The personal website of Edward Yu.

Why you should always guess on the SAT

Some standardized tests, like the SAT Subject Tests, have a guessing penalty. You get 1 point for every correct answer, 0 points for a blank answer, and -.25 points for a wrong answer. The test is usually in multiple choice format with 5 answer choices. The conventional wisdom that was drilled into me in high school is to leave the answer sheet blank if you cannot eliminate any of the answer choices. On the contrary, I argue that you should always guess an answer rather than leaving it blank, even if you are not able to eliminate any of the answer choices. This is because the SAT is structured such that you can take the test multiple times and submit your highest score. Thus, if you have the ability to take the test two or more times, you statistically benefit from guessing on questions you do not know.

Some statistical analysis

Let’s say there are 10 questions on a test you do not know, and you randomly guess on all of them. Let \(S\) denote your score on those 10 questions. If \(S > 0\), then you have a statistical advantage in randomly guessing. Conventional wisdom says that on average, your score on those 10 questions will be 0.

\[E[S] = 10*(.2 * 1 - .8 * .25) = 0\]

I argue that this is the wrong question to ask. The real question is: on average, if we take the test \(n\) times and submit the best score, do we gain an advantage? That is, we want to know if

\[E[\max(S_1, S_2, ..., S_n)] > 0\]

Let us define another random variable, \(T\), that is the number of correct answers. Note that \(T\) can be easily converted to \(S\) by \(S = 1 * T - .25 * (10 - T)\). We do this because

\[T_1, T_2, ..., T_n \sim Binomial(10, .2)\]

There is a field of statistics called order statistics that can help us answer this question. Define \(T_{(n)} := \max(T_1, T_2, ..., T_n)\). The CDF of \(T_{(n)}\) is \(F(x)^n\), where \(F(x)\) is the CDF of the binomial distribution. In our case, this is

\[F(x) = \sum_{i=0}^{\lfloor x \rfloor} {10 \choose i}(.2)^i(1-.2)^{n-i}\]

Then the expected value can be calculated as:

\[E[T_{(n)}] = \sum_{x=0}^n\left(1 - F(x)^n\right)\]

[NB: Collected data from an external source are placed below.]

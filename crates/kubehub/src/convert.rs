//! Mapping between kube objects and steward resources.

use k8s_openapi::api::core::v1::Service;
use k8s_openapi::api::networking::v1::{
    HTTPIngressPath, HTTPIngressRuleValue, Ingress, IngressBackend, IngressRule, IngressServiceBackend, IngressSpec,
    ServiceBackendPort,
};
use k8s_openapi::apimachinery::pkg::apis::meta::v1::{ObjectMeta, OwnerReference};
use kube::ResourceExt;
use steward_core::{DesiredResource, Key, ManagedResource, ManagedSpec, OwnerRef};

fn key_of<K: ResourceExt>(obj: &K) -> Key { Key::new(obj.namespace().unwrap_or_default(), obj.name_any()) }

pub fn desired_from_service(svc: &Service) -> DesiredResource {
    DesiredResource {
        key: key_of(svc),
        uid: svc.uid().unwrap_or_default(),
        resource_version: svc.resource_version(),
        generation: svc.metadata.generation,
        labels: svc.labels().clone(),
        annotations: svc.annotations().clone(),
    }
}

/// Read back a managed resource. Only the first rule and its first path are
/// considered; that is all [`ingress_from_managed`] ever writes.
pub fn managed_from_ingress(ing: &Ingress) -> ManagedResource {
    let refs = ing.owner_references();
    let owner = refs
        .iter()
        .find(|o| o.controller == Some(true))
        .or_else(|| refs.first())
        .map(|o| OwnerRef {
            api_version: o.api_version.clone(),
            kind: o.kind.clone(),
            name: o.name.clone(),
            uid: o.uid.clone(),
            controller: o.controller.unwrap_or(false),
        });

    let spec = ing.spec.as_ref();
    let rule = spec.and_then(|s| s.rules.as_ref()).and_then(|r| r.first());
    let path = rule.and_then(|r| r.http.as_ref()).and_then(|h| h.paths.first());
    let backend = path.and_then(|p| p.backend.service.as_ref());

    ManagedResource {
        key: key_of(ing),
        owner,
        spec: ManagedSpec {
            class_name: spec.and_then(|s| s.ingress_class_name.clone()),
            host: rule.and_then(|r| r.host.clone()).unwrap_or_default(),
            path: path.and_then(|p| p.path.clone()).unwrap_or_default(),
            path_type: path.map(|p| p.path_type.clone()).unwrap_or_default(),
            backend_service: backend.map(|b| b.name.clone()).unwrap_or_default(),
            backend_port: backend.and_then(|b| b.port.as_ref()).and_then(|p| p.number).unwrap_or_default(),
        },
    }
}

fn non_empty(s: &str) -> Option<String> { (!s.is_empty()).then(|| s.to_string()) }

/// Ingress to create for `m`: one rule, one path, a service backend by port
/// number, and the controller owner reference with blocking deletion.
pub fn ingress_from_managed(m: &ManagedResource) -> Ingress {
    let owner_references = m.owner.as_ref().map(|o| {
        vec![OwnerReference {
            api_version: o.api_version.clone(),
            kind: o.kind.clone(),
            name: o.name.clone(),
            uid: o.uid.clone(),
            controller: Some(o.controller),
            block_owner_deletion: Some(true),
        }]
    });
    let path = HTTPIngressPath {
        path: non_empty(&m.spec.path),
        path_type: m.spec.path_type.clone(),
        backend: IngressBackend {
            service: Some(IngressServiceBackend {
                name: m.spec.backend_service.clone(),
                port: Some(ServiceBackendPort { number: Some(m.spec.backend_port), name: None }),
            }),
            resource: None,
        },
    };

    Ingress {
        metadata: ObjectMeta {
            name: Some(m.key.name.clone()),
            namespace: non_empty(&m.key.namespace),
            owner_references,
            ..ObjectMeta::default()
        },
        spec: Some(IngressSpec {
            ingress_class_name: m.spec.class_name.clone(),
            rules: Some(vec![IngressRule {
                host: non_empty(&m.spec.host),
                http: Some(HTTPIngressRuleValue { paths: vec![path] }),
            }]),
            ..IngressSpec::default()
        }),
        status: None,
    }
}
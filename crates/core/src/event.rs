use std::sync::Arc;

use crate::{DesiredResource, ManagedResource};

/// One observed change to a cached object.
#[derive(Debug, Clone, PartialEq)]
pub enum Change<T> {
    Added(Arc<T>),
    Updated { old: Arc<T>, new: Arc<T> },
    Deleted(Arc<T>),
}

/// Closed set of notification payloads the controller reacts to.
#[derive(Debug, Clone, PartialEq)]
pub enum Notification {
    Desired(Change<DesiredResource>),
    Managed(Change<ManagedResource>),
}

/// Callback registration point of the watch layer.
///
/// Called from the cache's ingest task after the cache reflects the change.
/// Implementations must not block.
pub trait EventHandler<T>: Send + Sync {
    fn on_add(&self, obj: Arc<T>);
    fn on_update(&self, old: Arc<T>, new: Arc<T>);
    fn on_delete(&self, obj: Arc<T>);

    fn dispatch(&self, change: Change<T>) {
        match change {
            Change::Added(o) => self.on_add(o),
            Change::Updated { old, new } => self.on_update(old, new),
            Change::Deleted(o) => self.on_delete(o),
        }
    }
}
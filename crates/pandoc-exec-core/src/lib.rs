/*
 * lib.rs
 * Copyright (c) 2025 pandoc-exec contributors
 *
 * pandoc-exec-core: a pandoc filter that executes code blocks.
 *
 * Code blocks marked for execution are run through an executor
 * resolved from their attributes, and the captured output (plain text
 * or a tikz plot) is spliced back into the document alongside the
 * source. Blocks can load their text from files, filter the displayed
 * lines, and wrap themselves in captioned codelisting floats; the
 * supporting LaTeX preamble is added to the document metadata when
 * needed.
 */

pub mod engine;
pub mod error;
pub mod executors;
pub mod filter;
pub mod presentation;
pub mod source;

pub use engine::{CommandRunner, ProcessRunner, ReplSession, SessionSpawner};
pub use error::{ExecError, Result};
pub use filter::{FilterContext, SourceExecFilter};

The probability that you end up better off by guessing is the probability that you end up with more than 2 questions correct (the breakeven point).

\[P(winning) = 1 - [F(2)]^n\]


If you take the test 3 times, you should expect a gain of 1.34 points for every 10 questions you guessed on. Gain

If you take the test 3 times, you have a 69% chance of getting a better score when you guess as opposed to leaving the answer sheet blank. Probablity of Gain


I assume that you have a linear utility function, i.e., gaining 10 points on a test is equal in magnitude to losing 10 points. If you are risk averse, ignore this advice. Still, I think the vast majority of students would benefit from guessing.